New abuse images pile pressure on US in Iraq

Fresh images including graphic video of US soldiers beating and humiliating Iraqis rocked the US mission in Iraq again yesterday, days before President George W. Bush lays out his plan to hand back power to Iraqis. Some prisoners said troops forced...

Fresh images including graphic video of US soldiers beating and humiliating Iraqis rocked the US mission in Iraq again yesterday, days before President George W. Bush lays out his plan to hand back power to Iraqis.

Some prisoners said troops forced them to insult Islam. US aircraft with devastating firepower pounded Shi'ite militia in the holy city of Kerbala, killing an unknown number, in a bid to crush insurgents whose demands for Americans to go are gaining support among Iraqis frustrated with the occupation.

Marking a growing rift between Washington and its closest Iraqi allies, the Iraq Governing Council roundly condemned the US authority that appointed them for a raid by US troops and Iraqi police on the offices of Council member Ahmad Chalabi.

Mr Bush, who is campaigning for re-election in November, will spell out in a speech on Monday a "clear strategy" for the process under which Washington will hand over power, with some limitations, to what it hopes will be a pro-American Iraqi government on June 30. Elections are due in the new year.

The US military said it released 454 more detainees from Abu Ghraib prison, part of a programme to slash inmate numbers.

But new pictures from the jail published by the Washington Post, including a prisoner in an orange jumpsuit cowering before a dog and an American soldier watching a tottering naked man covered in what looks like excrement, can only harden ill will.

In one video, the first moving images to emerge three weeks after the first similar images provoked Arab outrage at the United States, a US soldier punches a prisoner at Abu Ghraib, once Saddam Hussein's torture centre outside Baghdad.

Thirteen sworn statements by detainees seen by the paper added an overtly anti-Muslim dimension. Some said they were forced to renounce their religion, eat pork and drink alcohol.

"Because they started to hit my broken leg, I curse my religion. They ordered me to thank Jesus I am alive," one said.

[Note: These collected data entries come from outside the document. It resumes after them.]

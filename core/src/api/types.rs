//! API Types
//!
//! Request/response bodies for the HTTP API. Shared with [`crate::client`].
//! All JSON is camelCase.

use serde::{Deserialize, Serialize};

use crate::jobs::JobId;

// ============================================================================
// Health & Pool
// ============================================================================

/// Health check response
#[derive(Debug, Clone, PartialEq, Serialize, Deserialize)]
#[serde(rename_all = "camelCase")]
pub struct HealthResponse {
    pub healthy: bool,
    pub version: String,
    pub uptime_secs: u64,
    pub relayer_enabled: bool,
}

// ============================================================================
// Commitments & Shielding
// ============================================================================

#[derive(Debug, Clone, Serialize, Deserialize)]
#[serde(rename_all = "camelCase")]
pub struct ComputeCommitmentRequest {
    pub amount: u64,
    /// 64 hex characters
    pub secret: String,
}

#[derive(Debug, Clone, PartialEq, Serialize, Deserialize)]
pub struct ComputeCommitmentResponse {
    pub commitment: String,
}

#[derive(Debug, Clone, Serialize, Deserialize)]
#[serde(rename_all = "camelCase")]
pub struct ShieldPrepareRequest {
    pub amount: u64,
    pub commitment: String,
    #[serde(default)]
    pub denomination: Option<u64>,
}

/// Unsigned `deposit` instruction data for the wallet to submit
#[derive(Debug, Clone, PartialEq, Serialize, Deserialize)]
#[serde(rename_all = "camelCase")]
pub struct ShieldPrepareResponse {
    /// Base64
    pub instruction_data: String,
    pub commitment: String,
    pub amount: u64,
}

/// Dev mode only: append a commitment to the in-memory pool
#[derive(Debug, Clone, Serialize, Deserialize)]
#[serde(rename_all = "camelCase")]
pub struct DevShieldRequest {
    pub commitment: String,
    pub amount: u64,
}

#[derive(Debug, Clone, PartialEq, Serialize, Deserialize)]
#[serde(rename_all = "camelCase")]
pub struct DevShieldResponse {
    pub commitment: String,
    pub leaf_index: u64,
    pub root: String,
}

// ============================================================================
// Relay & Confirmation
// ============================================================================

#[derive(Debug, Clone, Serialize, Deserialize)]
#[serde(rename_all = "camelCase")]
pub struct RelayRequest {
    pub job_id: JobId,
    pub recipient: String,
}

#[derive(Debug, Clone, PartialEq, Serialize, Deserialize)]
pub struct ConfirmationResponse {
    pub signature: String,
    pub confirmed: bool,
}

#[derive(Debug, Clone, PartialEq, Serialize, Deserialize)]
pub struct NullifierStatusResponse {
    pub nullifier: String,
    pub spent: bool,
}

// ============================================================================
// Error Response
// ============================================================================

/// Standard error response
#[derive(Debug, Clone, PartialEq, Serialize, Deserialize)]
pub struct ErrorResponse {
    pub error: String,
    pub code: String,
}

impl ErrorResponse {
    pub fn new(error: impl Into<String>, code: impl Into<String>) -> Self {
        Self {
            error: error.into(),
            code: code.into(),
        }
    }

    pub fn bad_request(msg: impl Into<String>) -> Self {
        Self::new(msg, "BAD_REQUEST")
    }

    pub fn not_found(msg: impl Into<String>) -> Self {
        Self::new(msg, "NOT_FOUND")
    }
}
//! Nullifiers
//!
//! ```text
//! Nullifier = H(commitment, secret)
//! ```
//!
//! Once a nullifier is published on the ledger, the corresponding commitment
//! cannot be spent again. Derivation lives on [`crate::CommitmentScheme`].

use std::fmt;

use serde::{Deserialize, Serialize};

use crate::error::Result;
use crate::hash::{Field, field_from_bytes, field_from_canonical_bytes, field_to_bytes, parse_hex32};

/// A nullifier (32 bytes) - unique tag for a spent commitment
#[derive(Clone, Copy, PartialEq, Eq, Hash, Serialize, Deserialize)]
pub struct Nullifier(#[serde(with = "hex::serde")] pub [u8; 32]);

impl Nullifier {
    /// Create from field element
    pub fn from_field(f: Field) -> Self {
        Self(field_to_bytes(f))
    }

    /// Convert to field element
    pub fn to_field(&self) -> Field {
        field_from_bytes(&self.0)
    }

    /// Get raw bytes
    pub fn as_bytes(&self) -> &[u8; 32] {
        &self.0
    }

    pub fn from_hex(input: &str) -> Result<Self> {
        let bytes = parse_hex32("nullifier", input)?;
        field_from_canonical_bytes("nullifier", &bytes)?;
        Ok(Self(bytes))
    }

    pub fn to_hex(&self) -> String {
        hex::encode(self.0)
    }
}

impl AsRef<[u8]> for Nullifier {
    fn as_ref(&self) -> &[u8] {
        &self.0
    }
}

impl fmt::Debug for Nullifier {
    fn fmt(&self, f: &mut fmt::Formatter<'_>) -> fmt::Result {
        write!(f, "Nullifier({})", self.to_hex())
    }
}

impl fmt::Display for Nullifier {
    fn fmt(&self, f: &mut fmt::Formatter<'_>) -> fmt::Result {
        f.write_str(&self.to_hex())
    }
}
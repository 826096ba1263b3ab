//! Commitments
//!
//! ```text
//! Commitment = H(amount, secret)
//! Nullifier  = H(commitment, secret)
//! ```
//!
//! `H` is the pool's two-to-one field hash. The amount enters as the field
//! element of the integer, the secret as its 32 bytes reduced mod r.

use std::fmt;

use ark_bn254::Fr;
use serde::{Deserialize, Serialize};

use crate::error::{PrivacyError, Result};
use crate::hash::{
    Field, FieldHasher, PoseidonHasher, default_hasher, field_from_bytes,
    field_from_canonical_bytes, field_to_bytes, parse_hex32,
};
use crate::nullifier::Nullifier;
use crate::secret::Secret;

/// A pool commitment (32 bytes, big-endian field element)
#[derive(Clone, Copy, PartialEq, Eq, Hash, Serialize, Deserialize)]
pub struct Commitment(#[serde(with = "hex::serde")] pub [u8; 32]);

impl Commitment {
    /// Create commitment from field element
    pub fn from_field(f: Field) -> Self {
        Self(field_to_bytes(f))
    }

    /// Convert to field element
    pub fn to_field(&self) -> Field {
        field_from_bytes(&self.0)
    }

    /// Get raw bytes
    pub fn as_bytes(&self) -> &[u8; 32] {
        &self.0
    }

    /// Parse 64 hex characters. The value must be a canonical field element.
    pub fn from_hex(input: &str) -> Result<Self> {
        let bytes = parse_hex32("commitment", input)?;
        field_from_canonical_bytes("commitment", &bytes)?;
        Ok(Self(bytes))
    }

    pub fn to_hex(&self) -> String {
        hex::encode(self.0)
    }
}

impl AsRef<[u8]> for Commitment {
    fn as_ref(&self) -> &[u8] {
        &self.0
    }
}

impl fmt::Debug for Commitment {
    fn fmt(&self, f: &mut fmt::Formatter<'_>) -> fmt::Result {
        write!(f, "Commitment({})", self.to_hex())
    }
}

impl fmt::Display for Commitment {
    fn fmt(&self, f: &mut fmt::Formatter<'_>) -> fmt::Result {
        f.write_str(&self.to_hex())
    }
}

/// Commitment and nullifier derivation over an injected field hash.
#[derive(Clone, Debug)]
pub struct CommitmentScheme<H = PoseidonHasher> {
    hasher: H,
}

impl CommitmentScheme<PoseidonHasher> {
    pub fn new() -> Self {
        Self {
            hasher: default_hasher().clone(),
        }
    }
}

impl Default for CommitmentScheme<PoseidonHasher> {
    fn default() -> Self {
        Self::new()
    }
}

impl<H: FieldHasher> CommitmentScheme<H> {
    pub fn with_hasher(hasher: H) -> Self {
        Self { hasher }
    }

    pub fn hasher(&self) -> &H {
        &self.hasher
    }

    /// C = H(amount, secret)
    pub fn commit(&self, amount: u64, secret: &Secret) -> Result<Commitment> {
        if amount == 0 {
            return Err(PrivacyError::NonPositiveAmount);
        }
        let c = self.hasher.hash2(Fr::from(amount), secret.to_field());
        Ok(Commitment::from_field(c))
    }

    /// N = H(commitment, secret)
    pub fn nullifier(&self, commitment: &Commitment, secret: &Secret) -> Nullifier {
        Nullifier::from_field(self.hasher.hash2(commitment.to_field(), secret.to_field()))
    }
}

/// `commit` with the process-wide Poseidon hasher.
pub fn commitment(amount: u64, secret: &Secret) -> Result<Commitment> {
    CommitmentScheme::with_hasher(default_hasher()).commit(amount, secret)
}

/// `nullifier` with the process-wide Poseidon hasher.
pub fn nullifier(commitment: &Commitment, secret: &Secret) -> Nullifier {
    CommitmentScheme::with_hasher(default_hasher()).nullifier(commitment, secret)
}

Soldier Jeremy Sivits was sentenced to a year in jail and thrown out of the army for abusing prisoners at a court martial in Baghdad on Wednesday. He is expected to testify against some six fellow soldiers, most of them charged with graver crimes.

But Mr Bush's efforts to limit the damage to this single case have been hampered by accusations of more widespread abuse.

The US military said it was investigating accounts that an air strike on a desert hamlet on Wednesday killed not 40 or so foreign guerillas, as US officers say, but a wedding party.

Brigadier General Mark Kimmitt, a military spokesman, said four to six women may have died in the incident.

The top UN human rights official, Bertand Ramcharan, condemned the attack, however, whatever the reasons for it:

"The acting United Nations High Commissioner for Human Rights has expressed shock over the deaths of some 40 civilians at a wedding party in Iraq near the Syrian border," his office said in a statement. "Even if there are security-related concerns, there can be no licence to commit carnage."

Despite pressure on his Mehdi Army fighters in Kerbala that included the use of a devastating AC-130 airborne gunship, militant Shi'ite cleric Moqtada al-Sadr slipped from his refuge among the shrines of nearby Najaf to deliver a defiant sermon.

"Don't let my death end your resistance. Continue and God will give you victory," al-Sadr told worshippers at Kufa mosque, as his fighters skirmished with American soldiers nearby.

The US military said troops clashed with a high-speed car convoy between Kufa and Najaf, killing a driver. But it was unclear if they had come close to snaring al-Sadr's motorcade.

Among those killed during hours of heavy fighting in Kerbala was an Iraqi working for Arab television channel Al Jazeera.